Wednesday, April 1, 2009

2 for 2

....well, almost.

First off, the regular old Arm & Hammer seems to be just fine. We switched from the $180 bottle(s) of liquid to the 62 cents of powder. Caed hasn't skipped a beat. Yea!!!!

Then, I just got off the phone with our insurance company. They have been nothing but top-rate from the get go. The man I talked to was in shock at supposedly what our home infusion company has been telling us. He read me off our policy concerning enteral nutrition and said there is NO reason they should be denying us feeding bags. He told me where to go to on the website, and then stopped and said, "No, ma'am, can you just give me your company's number and I will personally speak to them about this matter?" wow! Talk about service!! Of course the person I usually have to deal with was out of the office, but he left a very detailed message on her machine. So, hopefully all will be worked out, but I'm not holding my breath. The lady with our home infusion co. generally puts up quite a fight.....unfortunately. But, I am encouraged none the less.

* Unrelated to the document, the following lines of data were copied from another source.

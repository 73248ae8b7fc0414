//! Identity-provider callback handling.
//!
//! After a successful login the identity provider redirects back to the
//! application with the credential pair and an optional destination hint in
//! the query string. This module parses that redirect, persists the pair,
//! and decides where the client should land.

use anyhow::{Context, Result};
use url::Url;

use crate::store::{ACCESS_TOKEN_KEY, REFRESH_TOKEN_KEY, TokenStore};

/// Landing page for successful logins without a usable hint.
pub const DEFAULT_DESTINATION: &str = "/dashboard";

/// Recognized post-login destination hints.
const DESTINATIONS: &[(&str, &str)] = &[("dashboard", "/dashboard"), ("account", "/account")];

/// Error code used when the callback carries no explicit error.
const MISSING_TOKENS_ERROR: &str = "auth_failed";

/// Outcome of parsing a callback redirect.
#[derive(Debug, Clone, PartialEq, Eq)]
pub enum CallbackOutcome {
    /// A complete credential pair arrived.
    LoggedIn {
        access: String,
        refresh: String,
        destination: String,
    },
    /// The provider reported an error, or the token pair was incomplete.
    Failed { destination: String },
}

impl CallbackOutcome {
    /// Applies this outcome to a token store and returns the navigation
    /// target. A login persists both halves of the pair; a failure leaves
    /// the store untouched.
    ///
    /// # Errors
    /// Returns an error if the operation fails.
    pub fn apply(&self, store: &dyn TokenStore) -> Result<&str> {
        match self {
            CallbackOutcome::LoggedIn {
                access,
                refresh,
                destination,
            } => {
                store
                    .set(ACCESS_TOKEN_KEY, access)
                    .context("Failed to persist access token")?;
                store
                    .set(REFRESH_TOKEN_KEY, refresh)
                    .context("Failed to persist refresh token")?;
                Ok(destination)
            }
            CallbackOutcome::Failed {
                destination,
            } => Ok(destination),
        }
    }
}

/// Parses an identity-provider callback URL.
///
/// Expected query parameters: `access_token`, `refresh_token`, an optional
/// `redirect` destination hint and an optional `error` code.
///
/// # Errors
/// Returns an error if the input is not a valid URL.
pub fn parse_callback_url(input: &str) -> Result<CallbackOutcome> {
    let url = Url::parse(input.trim()).context("Callback is not a valid URL")?;

    let query = |name: &str| {
        url.query_pairs()
            .find(|(k, _)| k == name)
            .map(|(_, v)| v.to_string())
            .filter(|v| !v.is_empty())
    };

    if let Some(code) = query("error") {
        return Ok(CallbackOutcome::Failed {
            destination: error_destination(&code),
        });
    }

    match (query(ACCESS_TOKEN_KEY), query(REFRESH_TOKEN_KEY)) {
        (Some(access), Some(refresh)) => Ok(CallbackOutcome::LoggedIn {
            access,
            refresh,
            destination: destination_for_hint(query("redirect").as_deref()),
        }),
        _ => Ok(CallbackOutcome::Failed {
            destination: error_destination(MISSING_TOKENS_ERROR),
        }),
    }
}

/// Maps a destination hint to a landing page.
/// Unknown or missing hints fall back to the default.
fn destination_for_hint(hint: Option<&str>) -> String {
    hint.and_then(|hint| {
        DESTINATIONS
            .iter()
            .find(|(name, _)| *name == hint)
            .map(|(_, dest)| (*dest).to_string())
    })
    .unwrap_or_else(|| DEFAULT_DESTINATION.to_string())
}

/// Root path annotated with an error indicator.
fn error_destination(code: &str) -> String {
    let query: String = url::form_urlencoded::Serializer::new(String::new())
        .append_pair("error", code)
        .finish();
    format!("/?{query}")
}
//! Auth command handlers.

use std::io::{self, BufRead, Write};

use anyhow::Result;
use authway_core::callback::{self, CallbackOutcome};
use authway_core::config::Config;
use authway_core::store::{
    ACCESS_TOKEN_KEY, FileTokenStore, REFRESH_TOKEN_KEY, TokenStore, mask_token,
};

pub fn login(config: &Config, callback_url: Option<&str>) -> Result<()> {
    let store = FileTokenStore::open_default();

    let input = match callback_url {
        Some(url) => url.to_string(),
        None => {
            // Check if already logged in
            if let Some(existing) = store.get(ACCESS_TOKEN_KEY)? {
                println!("Already logged in (token: {})", mask_token(&existing));
                print!("Do you want to replace the existing credentials? [y/N] ");
                io::stdout().flush()?;

                let mut response = String::new();
                io::stdin().lock().read_line(&mut response)?;
                if !response.trim().eq_ignore_ascii_case("y") {
                    println!("Login cancelled.");
                    return Ok(());
                }
            }

            let login_url = format!("{}/", config.base_url.trim_end_matches('/'));

            // Show instructions
            println!("To log in:");
            println!();
            println!("  1. A browser window will open (or visit the URL below)");
            println!("  2. Sign in; the identity provider redirects you back");
            println!("  3. Paste the full redirect URL here");
            println!();
            println!("Login URL:");
            println!("  {login_url}");
            println!();

            // Try to open browser (best effort, skip in tests)
            if std::env::var("AUTHWAY_NO_BROWSER").is_err() {
                let _ = open::that(&login_url);
            }

            print!("Paste the callback redirect URL: ");
            io::stdout().flush()?;

            let mut input = String::new();
            io::stdin().lock().read_line(&mut input)?;
            input
        }
    };

    let outcome = callback::parse_callback_url(&input)?;
    match &outcome {
        CallbackOutcome::LoggedIn {
            access, ..
        } => {
            let destination = outcome.apply(&store)?;

            println!();
            println!("✓ Logged in (token: {})", mask_token(access));
            println!("  Credentials saved to: {}", store.path().display());
            println!("  Post-login destination: {destination}");
            Ok(())
        }
        CallbackOutcome::Failed {
            destination,
        } => {
            anyhow::bail!("Login failed (callback routed to {destination})")
        }
    }
}

pub fn logout() -> Result<()> {
    let store = FileTokenStore::open_default();
    let had_creds =
        store.get(ACCESS_TOKEN_KEY)?.is_some() || store.get(REFRESH_TOKEN_KEY)?.is_some();

    store.clear()?;

    if had_creds {
        println!("✓ Logged out");
        println!("  Credentials removed from: {}", store.path().display());
    } else {
        println!("Not logged in (no credentials found).");
    }

    Ok(())
}

pub fn status(config: &Config) -> Result<()> {
    let store = FileTokenStore::open_default();

    println!("Base URL: {}", config.base_url);
    match store.get(ACCESS_TOKEN_KEY)? {
        Some(access) => {
            println!("Access token:  {}", mask_token(&access));
            match store.get(REFRESH_TOKEN_KEY)? {
                Some(refresh) => println!("Refresh token: {}", mask_token(&refresh)),
                None => println!("Refresh token: (none)"),
            }
        }
        None => println!("Not logged in."),
    }

    Ok(())
}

My next prayer is that when we go to NE in a few weeks, the drs. lower his time on the pump to only at night....then we won't have to worry about this whole "bag issue!" :)

Thank you again for your prayers concerning these matters.

God is GOOD!

Monday, March 30, 2009

All smiles


....this is the look I got when Caed and his Daddy walked into the house tonight after t-ball practice!!! Yea!!! We were worried because he has continued to talk negatively about playing. Just insisting that he "did not want to play this year." We have continued to encourage him and also kindly remind him daily of THE RULE where you "can't quit if you've already paid!" ha!! (that was actually mom and dad's rule) Anyway, we decided it would be better if just he and his Daddy went to practice tonight. Todd said he was a little whiny in the beginning, but stopped very quickly. The coaches were shocked (to say the least) to see him throw! He may be little, but he has always had quite an arm. ha! He and Todd are going to make a special trip soon to buy him some cleats and a new bat.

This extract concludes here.